Comeuppance HK 2000
Sung (Jordan Chan) ist ein unscheinbarer, freundlicher Nobody, der in einem kleinen Fotolabor arbeitet. Eines Tages beschließt er spontan, den notorischen Triadenboss King mit Zyanid zu vergiften. Die Hongkonger Unterwelt ist erschüttert. Inspiriert durch den Vorfall beginnt Zeitungsreporter Hak (Patrick Tam), eine wöchentlich erscheinende Reihe fiktiver Kurzgeschichten für seine Zeitung zu schreiben, bei denen ein unbekannter Täter auch noch weitere Triadenbosse auf die unterschiedlichsten Art und Weisen zur Strecke bringt. Und auf einmal beginnen die Stories zur Realität zu werden. Was Polizist Michael (Sunny Chan) natürlich verhindern möchte…oder?
Dass Johnnie To mit seiner Produktionsfirma früh auf Derek Chius Krimikomödie Comeuppance aufmerksam wurde und sich dazu entschloss, als Produzent einzusteigen, ist nach eingehender Betrachtung keine große Überraschung. Denn trotz sichtlicher Budgetgrenzen brachte Chiu in seinem Film eine große Anzahl Milkyway-typischer Ideen und einen eigenen Stil ein. Mit seinem Material arbeitet er verspielt, rollt die einzelnen Morde stets von hinten auf, zeigt ihre Ausführung detailiert und mit quirliger Musik hinterlegt, die zahlreichen Flashbacks und Twists steuern ebenfalls ihren Teil zur Verwirrung bei. Es ist ein für Hong Kong-Verhältnisse relativ harmloses, aber ziemlich clever gemachtes Katz- und Mausspiel, weit entfernt von den depressiven Triaden-Blutbädern, die sich sonst so in dieser Landschaft tummeln. Was nichts schlechtes bedeutet: Auf dem Terrain des HK-Films sind solche Reminiszenzen definitiv nicht oft zu bekommen, und so ist Chiu für seinen Einfallsreichtum zu gratulieren.

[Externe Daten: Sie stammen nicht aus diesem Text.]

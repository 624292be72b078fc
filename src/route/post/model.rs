pub use crate::route::model::{IdInput, Paginate};

use chrono::{DateTime, Utc};
use macros::model;
use schemars::JsonSchema;
use serde::{Deserialize, Serialize};
use uuid::Uuid;
use validator::Validate;

use crate::route::user::model::User;

/// A single post, written by a user.
#[model]
#[derive(Debug, Deserialize, Serialize, JsonSchema, Validate)]
pub struct Post {
	/// The public identifier of the post.
	#[serde(rename = "id", skip_deserializing)]
	pub public_id: Uuid,
	/// The user that wrote the post.
	#[serde(skip_deserializing)]
	pub author: User,
	/// The content of the post.
	#[validate(length(min = 1, max = 10000))]
	pub body: String,
	/// Whether the post was changed after it was created.
	#[serde(skip_deserializing)]
	pub edited: bool,
	/// Whether the requesting user has liked the post. Always false for anonymous requests.
	#[serde(skip_deserializing)]
	pub liked: bool,
	/// The number of users that liked the post.
	#[serde(skip_deserializing)]
	pub likes_count: i64,
	/// The number of comments on the post.
	#[serde(skip_deserializing)]
	pub comments_count: i64,
	#[serde(skip_deserializing)]
	pub created: DateTime<Utc>,
	#[serde(skip_deserializing)]
	pub updated: DateTime<Utc>,
}

/// A post as read from the database, before the author is attached.
#[derive(Debug, sqlx::FromRow)]
pub struct PostRow {
	pub id: i64,
	pub public_id: Uuid,
	pub author_id: i64,
	pub body: String,
	pub edited: bool,
	pub created: DateTime<Utc>,
	pub updated: DateTime<Utc>,
	pub likes_count: i64,
	pub comments_count: i64,
	pub liked: bool,
}

impl PostRow {
	pub fn into_post(self, author: User, viewer: Option<&User>) -> Post {
		Post {
			public_id: self.public_id,
			author,
			body: self.body,
			edited: self.edited,
			liked: viewer.is_some() && self.liked,
			likes_count: self.likes_count,
			comments_count: self.comments_count,
			created: self.created,
			updated: self.updated,
		}
	}
}

#[derive(Debug, Deserialize, Validate, JsonSchema)]
pub struct PostFilter {
	/// Only return posts written by the user with this public id.
	pub author: Option<Uuid>,
}

#[cfg(test)]
mod test {
	use super::*;

	fn row(liked: bool) -> PostRow {
		PostRow {
			id: 1,
			public_id: Uuid::new_v4(),
			author_id: 1,
			body: "hello".into(),
			edited: false,
			created: Utc::now(),
			updated: Utc::now(),
			likes_count: 3,
			comments_count: 0,
			liked,
		}
	}

	#[test]
	fn test_anonymous_viewer_never_liked() {
		let post = row(true).into_post(User::default(), None);

		assert!(!post.liked);
		assert_eq!(post.likes_count, 3);
	}

	#[test]
	fn test_authenticated_viewer_liked() {
		let viewer = User::default();

		assert!(row(true).into_post(User::default(), Some(&viewer)).liked);
		assert!(!row(false).into_post(User::default(), Some(&viewer)).liked);
	}

	#[test]
	fn test_serialized_post() {
		let post = row(false).into_post(User::default(), None);
		let value = serde_json::to_value(&post).unwrap();

		assert_eq!(value["id"], post.public_id.to_string());
		assert_eq!(value["likes_count"], 3);
		assert_eq!(value["liked"], false);
		assert!(value["author"].get("password").is_none());
	}

	#[test]
	fn test_post_inputs_only_accept_body() {
		let create = serde_json::from_value::<CreatePost>(serde_json::json!({
			"body": "hello",
			"edited": true,
			"likes_count": 100,
		}))
		.unwrap();

		assert_eq!(create.body, "hello");
		assert!(create.validate().is_ok());

		let update = serde_json::from_value::<UpdatePost>(serde_json::json!({})).unwrap();

		assert!(update.body.is_none());
	}

	#[test]
	fn test_empty_body_is_rejected() {
		let create = CreatePost { body: String::new() };

		assert!(create.validate().is_err());
	}
}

Jordan Chan macht einen guten Job als Sung und spielt seinen Charakter souverän zwischen sympathisch und psychotisch-mysteriös. Warum er was gegen die Triadenbosse hat, erfahren wir leider nie so ganz. Derek Chiu stellt diesem Charakter einmal Hak, den Reporter, und Michael, den Polizisten gegenüber. Alle drei wirken auf den Zuschauer wie ganz ordinäre, freundliche Typen, die, wie sich am Ende herausstellt, ein gemeinsames Motiv haben. An bissigen Sarkasmus spart Chiu nicht: Nichtmal die Triaden treten als wirklich böse Typen auf, einer lädt Hak gar zum Essen ein, lobt seine Kolumne und erzählt ihm dann wie nebenbei von seinem verbrecherischem Tun.
Es sind also mal zur Abwechslung keine heroischen Cops oder edle Gangster in Armanianzügen, die in Comeuppance die Unterwelt ausradieren, sondern völlig normale Typen wie du und ich, denen die Allgegenwärtigkeit der schmierigen Triaden auf den Sack geht. Ein Statement steckt sicherlich in Chius Film, das überspitzte Finale macht dies noch besonders deutlich. Und auch wenn jenes Statement sich nicht jedem westlichchen Zuschauer in seiner Gänze erschließen wird, bleibt Comeuppance eine erfrischend andere Mischung aus Krimi und Komödie, ohne viel Feuerwerk, dafür mit um so mehr Witz und Seele glänzen kann.